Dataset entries

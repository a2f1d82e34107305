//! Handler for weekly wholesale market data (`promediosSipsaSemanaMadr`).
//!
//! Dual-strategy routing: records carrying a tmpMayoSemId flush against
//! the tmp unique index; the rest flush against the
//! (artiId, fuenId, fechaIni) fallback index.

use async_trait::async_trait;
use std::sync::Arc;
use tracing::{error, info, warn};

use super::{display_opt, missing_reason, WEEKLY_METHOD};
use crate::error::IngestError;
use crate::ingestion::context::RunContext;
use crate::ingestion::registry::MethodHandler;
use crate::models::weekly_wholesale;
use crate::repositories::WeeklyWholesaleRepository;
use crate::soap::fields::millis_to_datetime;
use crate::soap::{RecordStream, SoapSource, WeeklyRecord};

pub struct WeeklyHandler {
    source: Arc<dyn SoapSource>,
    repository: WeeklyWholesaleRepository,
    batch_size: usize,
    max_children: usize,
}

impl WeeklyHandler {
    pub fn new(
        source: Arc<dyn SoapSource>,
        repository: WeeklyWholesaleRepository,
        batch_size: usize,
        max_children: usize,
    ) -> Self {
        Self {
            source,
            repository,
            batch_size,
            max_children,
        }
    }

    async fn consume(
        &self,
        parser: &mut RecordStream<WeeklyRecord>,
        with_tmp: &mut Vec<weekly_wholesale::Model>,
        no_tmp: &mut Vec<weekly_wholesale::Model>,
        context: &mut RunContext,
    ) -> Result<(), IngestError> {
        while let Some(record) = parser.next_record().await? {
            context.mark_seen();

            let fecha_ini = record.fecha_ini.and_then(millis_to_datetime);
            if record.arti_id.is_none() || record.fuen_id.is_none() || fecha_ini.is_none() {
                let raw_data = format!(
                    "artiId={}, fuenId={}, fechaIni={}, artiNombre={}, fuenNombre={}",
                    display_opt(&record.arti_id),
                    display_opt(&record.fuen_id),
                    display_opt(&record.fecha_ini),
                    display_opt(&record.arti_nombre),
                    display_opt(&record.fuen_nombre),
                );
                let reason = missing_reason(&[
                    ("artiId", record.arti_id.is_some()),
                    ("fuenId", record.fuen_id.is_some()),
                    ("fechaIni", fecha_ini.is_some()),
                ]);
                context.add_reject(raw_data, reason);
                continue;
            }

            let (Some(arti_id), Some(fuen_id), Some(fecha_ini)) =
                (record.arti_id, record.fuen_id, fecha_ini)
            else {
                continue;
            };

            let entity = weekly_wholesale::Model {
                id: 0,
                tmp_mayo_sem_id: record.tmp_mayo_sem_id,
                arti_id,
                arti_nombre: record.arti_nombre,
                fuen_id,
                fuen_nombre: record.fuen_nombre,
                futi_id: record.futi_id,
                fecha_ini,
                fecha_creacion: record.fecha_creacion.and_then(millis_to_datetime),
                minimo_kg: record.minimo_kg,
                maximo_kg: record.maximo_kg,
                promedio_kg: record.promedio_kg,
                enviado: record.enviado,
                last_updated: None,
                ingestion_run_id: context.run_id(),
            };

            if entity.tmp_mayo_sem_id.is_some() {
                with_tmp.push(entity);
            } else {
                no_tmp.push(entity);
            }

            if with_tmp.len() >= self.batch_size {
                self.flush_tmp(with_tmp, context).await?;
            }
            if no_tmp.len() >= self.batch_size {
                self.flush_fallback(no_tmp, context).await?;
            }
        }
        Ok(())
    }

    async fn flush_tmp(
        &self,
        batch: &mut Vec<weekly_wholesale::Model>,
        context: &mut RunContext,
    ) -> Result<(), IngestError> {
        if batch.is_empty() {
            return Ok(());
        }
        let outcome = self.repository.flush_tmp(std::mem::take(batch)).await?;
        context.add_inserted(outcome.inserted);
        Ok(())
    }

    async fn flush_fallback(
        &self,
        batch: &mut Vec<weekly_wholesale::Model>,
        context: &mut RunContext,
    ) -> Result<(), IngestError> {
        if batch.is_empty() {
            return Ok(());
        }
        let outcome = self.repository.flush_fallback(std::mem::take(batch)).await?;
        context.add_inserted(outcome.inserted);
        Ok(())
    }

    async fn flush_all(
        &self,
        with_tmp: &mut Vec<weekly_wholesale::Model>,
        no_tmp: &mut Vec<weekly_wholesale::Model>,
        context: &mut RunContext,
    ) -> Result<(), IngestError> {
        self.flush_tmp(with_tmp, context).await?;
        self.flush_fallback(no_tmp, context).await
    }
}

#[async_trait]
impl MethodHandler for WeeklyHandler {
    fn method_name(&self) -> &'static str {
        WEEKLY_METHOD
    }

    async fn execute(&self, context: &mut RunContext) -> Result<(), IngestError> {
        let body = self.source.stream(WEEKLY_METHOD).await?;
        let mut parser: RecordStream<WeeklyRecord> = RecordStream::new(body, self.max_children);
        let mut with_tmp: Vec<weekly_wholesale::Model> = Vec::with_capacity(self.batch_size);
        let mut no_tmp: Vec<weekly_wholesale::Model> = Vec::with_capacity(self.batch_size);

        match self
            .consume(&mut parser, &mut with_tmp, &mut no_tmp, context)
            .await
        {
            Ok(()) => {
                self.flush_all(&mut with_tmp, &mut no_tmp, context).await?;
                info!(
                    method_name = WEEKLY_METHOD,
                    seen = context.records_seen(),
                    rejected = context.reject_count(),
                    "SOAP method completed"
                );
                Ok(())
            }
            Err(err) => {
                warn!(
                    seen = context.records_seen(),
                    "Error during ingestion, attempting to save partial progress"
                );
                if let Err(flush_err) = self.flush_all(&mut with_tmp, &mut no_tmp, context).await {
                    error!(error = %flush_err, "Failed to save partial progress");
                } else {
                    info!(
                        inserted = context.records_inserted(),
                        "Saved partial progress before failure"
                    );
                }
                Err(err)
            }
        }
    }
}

» EXERCISE: Retrieve each line from the records above where the word "partial" occurs.

» TASK RESPONSE:
                    "Error during ingestion, attempting to save partial progress"
                    error!(error = %flush_err, "Failed to save partial progress");
                        "Saved partial progress before failure"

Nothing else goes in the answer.